É um tópico que está sendo explorado em um artigo da estudante sênior de matemática e economia, Fiona Chen, sobre aprendizado remoto e seu efeito no desempenho acadêmico. Chen está usando o apoio do MindHandHeart Innovation Fund e de uma bolsa Peter J. Eloranta para realizar um estudo sobre como a Covid-19 e as atividades online dos alunos afetam sua produtividade.

“À medida que a pandemia de Covid-19 continua, é difícil não equiparar o distanciamento social ao isolamento social e, muitas vezes, à solidão que acompanha nosso novo normal”, disse um dos alunos participantes de seu estudo. “Eu acho que é muito importante, especialmente como um estudante universitário, ter conversas sobre os efeitos do isolamento social em nossa capacidade de aprender e nos conectar com as pessoas dentro e fora de nossas salas de aula virtuais.”

O artigo de Chen também serve como um marco apropriado de seu tempo no MIT. Como estudante de graduação, ela se viu dividida em dois mundos: pesquisa econômica e defesa do estudante, com seu trabalho na The Tech , na Undergraduate Association e no MIT Students Against War .
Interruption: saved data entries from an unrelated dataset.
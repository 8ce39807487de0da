//! The simulation loop.
//!
//! Drives a `Device` through a workload under one policy: a foreground
//! collection runs whenever the free-block ratio falls to the configured
//! threshold, a safety-net collection runs when a write arrives with zero
//! free pages, and an optional background collection runs every K ops while
//! space is comfortable. Each op appends one trace row when tracing is on.

use log::debug;
use serde::Serialize;

use crate::config::SimConfig;
use crate::device::Device;
use crate::error::Result;
use crate::gc::GcCause;
use crate::metrics::{summarize, Summary};
use crate::policy::VictimPolicy;
use crate::workload::WorkloadOp;
use crate::Step;

/// One row of the per-step trace.
#[derive(Clone, Copy, Debug, Serialize)]
pub struct TraceRow {
    pub step: Step,
    pub free_pages: usize,
    pub device_writes: u64,
    pub gc_count: u64,
    /// Whether any collection ran while processing this op.
    pub gc_event: bool,
}

pub struct Simulator {
    device: Device,
    policy: Box<dyn VictimPolicy>,
    enable_trace: bool,
    trace: Vec<TraceRow>,
    /// Modeled latency per op from the configured profile; deterministic,
    /// unlike the wall-clock GC durations.
    op_latencies: Vec<f64>,
    bg_counter: u64,
    ops_run: u64,
}

impl Simulator {
    pub fn new(cfg: SimConfig, policy: Box<dyn VictimPolicy>, enable_trace: bool) -> Result<Self> {
        Ok(Simulator {
            device: Device::new(cfg)?,
            policy,
            enable_trace,
            trace: Vec::new(),
            op_latencies: Vec::new(),
            bg_counter: 0,
            ops_run: 0,
        })
    }

    fn need_gc(&self) -> bool {
        let ratio = self.device.free_blocks() as f64 / self.device.num_blocks() as f64;
        ratio <= self.device.config().gc_free_block_threshold
    }

    /// Run the workload to completion. Errors abort the run and carry the
    /// failing op's context in the device state.
    pub fn run<W, O>(&mut self, workload: W) -> Result<()>
    where
        W: IntoIterator<Item = O>,
        O: Into<WorkloadOp>,
    {
        for op in workload {
            let op = op.into();
            let pre_gc = self.device.gc_count();
            let pre_events = self.device.gc_event_log().len();

            if self.need_gc() {
                self.device
                    .collect_garbage(&*self.policy, GcCause::FgThreshold)?;
            }

            match op {
                WorkloadOp::Write(lpn) => {
                    if self.device.free_pages() == 0 {
                        self.device.collect_garbage(&*self.policy, GcCause::FgNoFree)?;
                    }
                    self.device.write(lpn)?;
                }
                WorkloadOp::Trim(lpn) => self.device.trim(lpn),
            }
            self.ops_run += 1;

            if self.enable_trace {
                self.trace.push(TraceRow {
                    step: self.device.clock(),
                    free_pages: self.device.free_pages(),
                    device_writes: self.device.device_write_pages(),
                    gc_count: self.device.gc_count(),
                    gc_event: self.device.gc_count() > pre_gc,
                });
            }

            let bg_every = self.device.config().bg_gc_every;
            if bg_every > 0 {
                self.bg_counter += 1;
                if self.bg_counter >= bg_every {
                    // Only spend the token when space is comfortable.
                    if !self.need_gc() && self.device.free_blocks() > 1 {
                        self.device.collect_garbage(&*self.policy, GcCause::BgToken)?;
                    }
                    self.bg_counter = 0;
                }
            }

            let lat = self.device.config().io_profile.latency();
            let mut cost = match op {
                WorkloadOp::Write(_) => lat.program_s,
                WorkloadOp::Trim(_) => 0.0,
            };
            for event in &self.device.gc_event_log()[pre_events..] {
                cost += lat.gc_seconds(event.moved_valid);
            }
            self.op_latencies.push(cost);
        }
        Ok(())
    }

    /// Pre-fill the device with sequential LPNs until `fill` of the user
    /// capacity is live, running the normal loop so foreground GC engages
    /// near exhaustion.
    pub fn warmup(&mut self, fill: f64) -> Result<()> {
        let fill = fill.clamp(0.0, 0.99);
        let target = (self.device.config().user_total_pages() as f64 * fill) as usize;
        debug!("warmup fill of {} sequential LPNs", target);
        self.run((0..target).map(WorkloadOp::Write))
    }

    pub fn device(&self) -> &Device {
        &self.device
    }

    pub fn trace(&self) -> &[TraceRow] {
        &self.trace
    }

    pub fn ops_run(&self) -> u64 {
        self.ops_run
    }

    pub fn op_latencies(&self) -> &[f64] {
        &self.op_latencies
    }

    pub fn summary(&self, note: &str) -> Summary {
        summarize(
            &self.device,
            self.policy.name(),
            self.ops_run,
            &self.op_latencies,
            note,
        )
    }
}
“O primeiro me deu a capacidade de analisar as questões sociais com grande precisão, enquanto o último me ajudou a entender a importância da ação política tangível”, diz ela.
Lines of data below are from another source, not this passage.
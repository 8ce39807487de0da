//! Physical erase blocks.
//!
//! A `Block` owns an ordered array of page slots and the counters derived
//! from it. All state transitions go through `allocate_free_page`,
//! `invalidate` and `erase`; nothing outside this module flips a page state
//! directly, so the counters always match the array.

use serde::{Deserialize, Serialize};

use crate::{PageId, Step};

/// State of a single page slot.
#[derive(Clone, Copy, Debug, PartialEq, Eq, Serialize, Deserialize)]
pub enum PageState {
    Free,
    Valid,
    Invalid,
}

/// Write stream a block was last allocated for.
#[derive(Clone, Copy, Debug, PartialEq, Eq, Serialize, Deserialize)]
#[serde(rename_all = "snake_case")]
pub enum StreamId {
    /// The neutral stream; everything lands here in single-stream mode.
    User,
    Hot,
    Cold,
}

impl StreamId {
    pub(crate) const COUNT: usize = 3;

    pub(crate) fn index(self) -> usize {
        match self {
            StreamId::User => 0,
            StreamId::Hot => 1,
            StreamId::Cold => 2,
        }
    }
}

/// Destination pool a block was last allocated for.
#[derive(Clone, Copy, Debug, PartialEq, Eq, Serialize, Deserialize)]
#[serde(rename_all = "snake_case")]
pub enum Pool {
    /// General pool, the neutral default.
    Gen,
    Hot,
    Cold,
}

/// One physical erase block.
#[derive(Clone, Debug)]
pub struct Block {
    pages: Vec<PageState>,
    valid_count: usize,
    invalid_count: usize,
    erase_count: u64,
    trimmed_pages: usize,
    last_prog_step: Step,
    last_invalid_step: Step,
    inv_ewma: f64,
    stream_id: StreamId,
    pool: Pool,
}

impl Block {
    pub fn new(pages_per_block: usize) -> Self {
        Block {
            pages: vec![PageState::Free; pages_per_block],
            valid_count: 0,
            invalid_count: 0,
            erase_count: 0,
            trimmed_pages: 0,
            last_prog_step: 0,
            last_invalid_step: 0,
            inv_ewma: 0.0,
            stream_id: StreamId::User,
            pool: Pool::Gen,
        }
    }

    /// Transition the lowest-indexed FREE slot to VALID and return its index,
    /// or `None` if the block is full. Recording `last_prog_step` is the
    /// caller's job once the write is bound to the logical clock.
    pub fn allocate_free_page(&mut self) -> Option<PageId> {
        let idx = self.pages.iter().position(|&st| st == PageState::Free)?;
        self.pages[idx] = PageState::Valid;
        self.valid_count += 1;
        Some(idx)
    }

    /// Transition a VALID slot to INVALID, updating counters, the last
    /// invalidation step and the invalidation EWMA. A no-op on slots that
    /// are already INVALID. Invalidating a FREE slot is a caller bug.
    pub fn invalidate(&mut self, page: PageId, step: Step, lambda: f64) {
        debug_assert!(
            self.pages[page] != PageState::Free,
            "invalidating a FREE slot"
        );
        if self.pages[page] != PageState::Valid {
            return;
        }
        self.pages[page] = PageState::Invalid;
        self.valid_count -= 1;
        self.invalid_count += 1;
        self.last_invalid_step = step;
        self.inv_ewma = (1.0 - lambda) * self.inv_ewma + lambda;
    }

    /// Reset every slot to FREE and clear all per-cycle state; the erase
    /// counter is the only survivor.
    pub fn erase(&mut self) {
        self.pages.fill(PageState::Free);
        self.valid_count = 0;
        self.invalid_count = 0;
        self.trimmed_pages = 0;
        self.last_prog_step = 0;
        self.last_invalid_step = 0;
        self.inv_ewma = 0.0;
        self.erase_count += 1;
    }

    pub(crate) fn mark_programmed(&mut self, step: Step) {
        self.last_prog_step = step;
    }

    pub(crate) fn mark_trimmed(&mut self) {
        self.trimmed_pages += 1;
    }

    pub(crate) fn tag(&mut self, stream_id: StreamId, pool: Pool) {
        self.stream_id = stream_id;
        self.pool = pool;
    }

    pub fn page(&self, page: PageId) -> PageState {
        self.pages[page]
    }

    pub fn pages_per_block(&self) -> usize {
        self.pages.len()
    }

    pub fn valid_count(&self) -> usize {
        self.valid_count
    }

    pub fn invalid_count(&self) -> usize {
        self.invalid_count
    }

    pub fn free_count(&self) -> usize {
        self.pages.len() - self.valid_count - self.invalid_count
    }

    /// Pages that are VALID or INVALID.
    pub fn used(&self) -> usize {
        self.valid_count + self.invalid_count
    }

    /// True when every slot is FREE.
    pub fn is_fully_free(&self) -> bool {
        self.used() == 0
    }

    /// True when the block holds nothing worth migrating.
    pub fn is_all_invalid(&self) -> bool {
        self.valid_count == 0 && self.invalid_count > 0
    }

    pub fn erase_count(&self) -> u64 {
        self.erase_count
    }

    pub fn trimmed_pages(&self) -> usize {
        self.trimmed_pages
    }

    pub fn last_prog_step(&self) -> Step {
        self.last_prog_step
    }

    pub fn last_invalid_step(&self) -> Step {
        self.last_invalid_step
    }

    pub fn inv_ewma(&self) -> f64 {
        self.inv_ewma
    }

    pub fn stream_id(&self) -> StreamId {
        self.stream_id
    }

    pub fn pool(&self) -> Pool {
        self.pool
    }

    /// `invalid / used` for non-empty blocks, 0 otherwise.
    pub fn invalid_ratio(&self) -> f64 {
        let used = self.used();
        if used == 0 {
            return 0.0;
        }
        self.invalid_count as f64 / used as f64
    }

    /// Last step this block saw a program or an invalidation.
    pub fn last_activity(&self) -> Step {
        self.last_prog_step.max(self.last_invalid_step)
    }

    /// Erase count normalized by the device-wide maximum; 0 when no block
    /// has been erased yet.
    pub fn wear_norm(&self, max_erase: u64) -> f64 {
        if max_erase == 0 {
            return 0.0;
        }
        self.erase_count as f64 / max_erase as f64
    }
}

#[cfg(test)]
mod tests {
    use super::*;

    const LAMBDA: f64 = 0.3;

    #[test]
    fn allocates_lowest_free_slot_first() {
        let mut blk = Block::new(4);
        assert_eq!(blk.allocate_free_page(), Some(0));
        assert_eq!(blk.allocate_free_page(), Some(1));
        blk.invalidate(0, 1, LAMBDA);
        // Slot 0 is INVALID now, not FREE, so allocation keeps moving up.
        assert_eq!(blk.allocate_free_page(), Some(2));
        assert_eq!(blk.allocate_free_page(), Some(3));
        assert_eq!(blk.allocate_free_page(), None);
    }

    #[test]
    fn counters_track_page_states() {
        let mut blk = Block::new(4);
        blk.allocate_free_page();
        blk.allocate_free_page();
        blk.allocate_free_page();
        blk.invalidate(1, 5, LAMBDA);
        assert_eq!(blk.valid_count(), 2);
        assert_eq!(blk.invalid_count(), 1);
        assert_eq!(blk.free_count(), 1);
        assert_eq!(blk.used(), 3);
        assert_eq!(blk.valid_count() + blk.invalid_count() + blk.free_count(), 4);
        assert_eq!(blk.last_invalid_step(), 5);
    }

    #[test]
    fn invalidate_is_idempotent_on_invalid_slots() {
        let mut blk = Block::new(2);
        blk.allocate_free_page();
        blk.invalidate(0, 3, LAMBDA);
        let ewma = blk.inv_ewma();
        blk.invalidate(0, 9, LAMBDA);
        assert_eq!(blk.invalid_count(), 1);
        assert_eq!(blk.last_invalid_step(), 3);
        assert_eq!(blk.inv_ewma(), ewma);
    }

    #[test]
    fn ewma_converges_toward_one() {
        let mut blk = Block::new(8);
        let mut expected = 0.0;
        for p in 0..8 {
            blk.allocate_free_page();
            blk.invalidate(p, p as Step + 1, LAMBDA);
            expected = (1.0 - LAMBDA) * expected + LAMBDA;
        }
        assert!((blk.inv_ewma() - expected).abs() < 1e-12);
        assert!(blk.inv_ewma() > 0.0 && blk.inv_ewma() < 1.0);
    }

    #[test]
    fn erase_resets_everything_but_the_erase_counter() {
        let mut blk = Block::new(4);
        for p in 0..4 {
            blk.allocate_free_page();
            blk.invalidate(p, 7, LAMBDA);
        }
        blk.mark_trimmed();
        blk.mark_programmed(7);
        let before = blk.erase_count();
        blk.erase();
        assert_eq!(blk.erase_count(), before + 1);
        assert_eq!(blk.valid_count(), 0);
        assert_eq!(blk.invalid_count(), 0);
        assert_eq!(blk.trimmed_pages(), 0);
        assert_eq!(blk.free_count(), 4);
        assert_eq!(blk.last_prog_step(), 0);
        assert_eq!(blk.last_invalid_step(), 0);
        assert_eq!(blk.inv_ewma(), 0.0);
        for p in 0..4 {
            assert_eq!(blk.page(p), PageState::Free);
        }
    }

    #[test]
    fn derived_quantities_guard_empty_and_unworn_blocks() {
        let blk = Block::new(4);
        assert_eq!(blk.invalid_ratio(), 0.0);
        assert_eq!(blk.wear_norm(0), 0.0);

        let mut blk = Block::new(4);
        blk.allocate_free_page();
        blk.allocate_free_page();
        blk.invalidate(0, 2, LAMBDA);
        blk.mark_programmed(6);
        assert_eq!(blk.invalid_ratio(), 0.5);
        assert_eq!(blk.last_activity(), 6);
        blk.erase();
        assert_eq!(blk.wear_norm(4), 0.25);
    }
}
Ao equilibrar os dois, ela espera construir uma carreira para advogar por indivíduos cujas vozes foram tradicionalmente ignoradas ou excluídas, especialmente aqueles que enfrentaram dificuldades econômicas devido a desigualdades sociais e políticas.

Chen cresceu com sua irmã mais nova no Texas e depois na Califórnia, filhos de imigrantes chineses ocupados em conciliar a paternidade com o trabalho e a pós-graduação. Fiona começou a estudar em um bairro predominantemente branco e só falava mandarim; movimentos frequentes dificultavam a conexão com outras pessoas.
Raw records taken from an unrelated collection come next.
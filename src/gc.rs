//! Garbage collection.
//!
//! One call to `collect_garbage` reclaims exactly one victim block: the
//! policy (or a greedy fallback) picks it, valid pages migrate to
//! destinations acquired in GC mode, the victim is erased, and exactly one
//! event record is emitted. Migration walks the victim's pages in ascending
//! order and resolves LPNs through the reverse map only.

use std::time::Instant;

use log::debug;
use serde::{Deserialize, Serialize};

use crate::block::PageState;
use crate::block_alloc::AllocMode;
use crate::device::Device;
use crate::error::{Errno, Error, Result};
use crate::policy::VictimPolicy;
use crate::{BlockId, Step};

/// Why a collection was started.
#[derive(Clone, Copy, Debug, PartialEq, Eq, Serialize, Deserialize)]
#[serde(rename_all = "snake_case")]
pub enum GcCause {
    /// Free-block ratio fell to the foreground threshold.
    FgThreshold,
    /// Safety net: a write arrived with zero free pages.
    #[serde(rename = "fg_nofree")]
    FgNoFree,
    /// Opportunistic background cadence.
    BgToken,
}

impl GcCause {
    pub fn as_str(&self) -> &'static str {
        match self {
            GcCause::FgThreshold => "fg_threshold",
            GcCause::FgNoFree => "fg_nofree",
            GcCause::BgToken => "bg_token",
        }
    }
}

/// Record of one collection, emitted once per invocation.
#[derive(Clone, Debug, Serialize)]
pub struct GcEvent {
    pub step: Step,
    pub cause: GcCause,
    pub victim: BlockId,
    pub moved_valid: usize,
    pub freed_pages: usize,
    /// Wall-clock seconds; excluded from determinism guarantees.
    pub duration_s: f64,
    pub free_blocks_after: usize,
    pub v_valid_before: usize,
    pub v_invalid_before: usize,
    pub v_inv_ewma: f64,
    pub v_erase: u64,
    /// Winning policy score, absent when the greedy fallback chose.
    pub score: Option<f64>,
}

/// Victim stats captured before any migration touches the block.
struct VictimSnapshot {
    valid: usize,
    invalid: usize,
    inv_ewma: f64,
    erase: u64,
}

impl Device {
    /// Run one collection under the given policy.
    pub fn collect_garbage(&mut self, policy: &dyn VictimPolicy, cause: GcCause) -> Result<()> {
        let start = Instant::now();

        let (victim, score) = match policy.pick_victim(&self.blocks, self.clock) {
            Some(v) => (v.index, Some(v.score)),
            None => (
                self.fallback_victim()
                    .ok_or(Error::with_msg(Errno::NoVictim, "every block is empty"))?,
                None,
            ),
        };
        let stream = self.blocks[victim].stream_id();
        let before = VictimSnapshot {
            valid: self.blocks[victim].valid_count(),
            invalid: self.blocks[victim].invalid_count(),
            inv_ewma: self.blocks[victim].inv_ewma(),
            erase: self.blocks[victim].erase_count(),
        };

        if before.valid == 0 {
            // Nothing to migrate: reclaim in place.
            self.erase_block(victim);
            self.finish_collection(start, cause, victim, 0, before, score);
            return Ok(());
        }

        // Pre-reserve a destination so the migration loop can always make
        // its first move.
        let mut dest = self.acquire_dest_block(AllocMode::Gc { exclude: victim }, stream)?;
        let mut moved = 0usize;
        for page in 0..self.cfg.pages_per_block {
            if self.blocks[victim].page(page) != PageState::Valid {
                continue;
            }
            let Some(&lpn) = self.reverse_map.get(&(victim, page)) else {
                debug!("valid slot ({}, {}) missing from reverse map", victim, page);
                continue;
            };
            let dest_page = match self.blocks[dest].allocate_free_page() {
                Some(p) => p,
                None => {
                    // Destination ran dry mid-migration: acquire a new one
                    // and retry this page once.
                    dest = self.acquire_dest_block(AllocMode::Gc { exclude: victim }, stream)?;
                    self.blocks[dest]
                        .allocate_free_page()
                        .ok_or(Error::with_msg(
                            Errno::AllocatorInconsistency,
                            "fresh gc destination has no free page",
                        ))?
                }
            };

            self.blocks[victim].invalidate(page, self.clock, self.cfg.ewma_lambda);
            self.reverse_map.remove(&(victim, page));
            self.mapping.insert(lpn, (dest, dest_page));
            self.reverse_map.insert((dest, dest_page), lpn);
            self.blocks[dest].mark_programmed(self.clock);
            self.device_write_pages += 1;
            moved += 1;
        }

        self.erase_block(victim);
        self.finish_collection(start, cause, victim, moved, before, score);
        Ok(())
    }

    /// Greedy fallback when the policy abstains: most invalid pages wins,
    /// ties to the lowest index, empty blocks excluded.
    fn fallback_victim(&self) -> Option<BlockId> {
        let mut best: Option<(BlockId, usize)> = None;
        for (i, blk) in self.blocks.iter().enumerate() {
            if blk.used() == 0 {
                continue;
            }
            if best.map_or(true, |(_, inv)| blk.invalid_count() > inv) {
                best = Some((i, blk.invalid_count()));
            }
        }
        best.map(|(i, _)| i)
    }

    /// Close the books on a successful collection. The single emission
    /// point for GC events.
    fn finish_collection(
        &mut self,
        start: Instant,
        cause: GcCause,
        victim: BlockId,
        moved: usize,
        before: VictimSnapshot,
        score: Option<f64>,
    ) {
        let duration_s = start.elapsed().as_secs_f64();
        self.gc_count += 1;
        self.gc_total_time += duration_s;
        self.gc_durations.push(duration_s);
        let event = GcEvent {
            step: self.clock,
            cause,
            victim,
            moved_valid: moved,
            freed_pages: self.cfg.pages_per_block - moved,
            duration_s,
            free_blocks_after: self.free_blocks(),
            v_valid_before: before.valid,
            v_invalid_before: before.invalid,
            v_inv_ewma: before.inv_ewma,
            v_erase: before.erase,
            score,
        };
        debug!(
            "gc #{} cause={} victim={} moved={} freed={} free_blocks={}",
            self.gc_count,
            cause.as_str(),
            victim,
            moved,
            event.freed_pages,
            event.free_blocks_after
        );
        self.gc_event_log.push(event);
    }
}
No colégio, ela se juntou à equipe de debate e sua visão de mundo floresceu. Ela começou a ler literatura política que analisava desigualdades raciais, de gênero e econômicas e encontrou uma rede de apoio de mulheres e estudantes de cor que se preocupavam profundamente com a luta pela justiça social. À medida que aprendia mais sobre a economia do tipo “não tenho”, ela começou a se voluntariar como treinadora de debates para outras escolas que “tinham apenas uma fração dos meus próprios recursos financeiros”, diz ela.

Ela veio para o MIT para estudar matemática e economia, inspirada pelo trabalho do Laboratório de Ação contra a Pobreza Abdul Latif Jameel (J-PAL) e por professores como Esther Duflo. Como editora de opinião da The Tech , Chen diz que se esforçou para amplificar histórias e vozes de alunos cujas preocupações foram frequentemente negligenciadas, como alunos que foram maltratados pelos principais investigadores e sobreviventes de agressão sexual, muitos dos quais estavam trabalhando para melhorar o MIT canais de apoio e notificação em saúde mental. Chen também foi cofundador do MIT Students Against War para combater o envolvimento do MIT na pesquisa de tecnologia militar e organizou protestos em massa e palestras.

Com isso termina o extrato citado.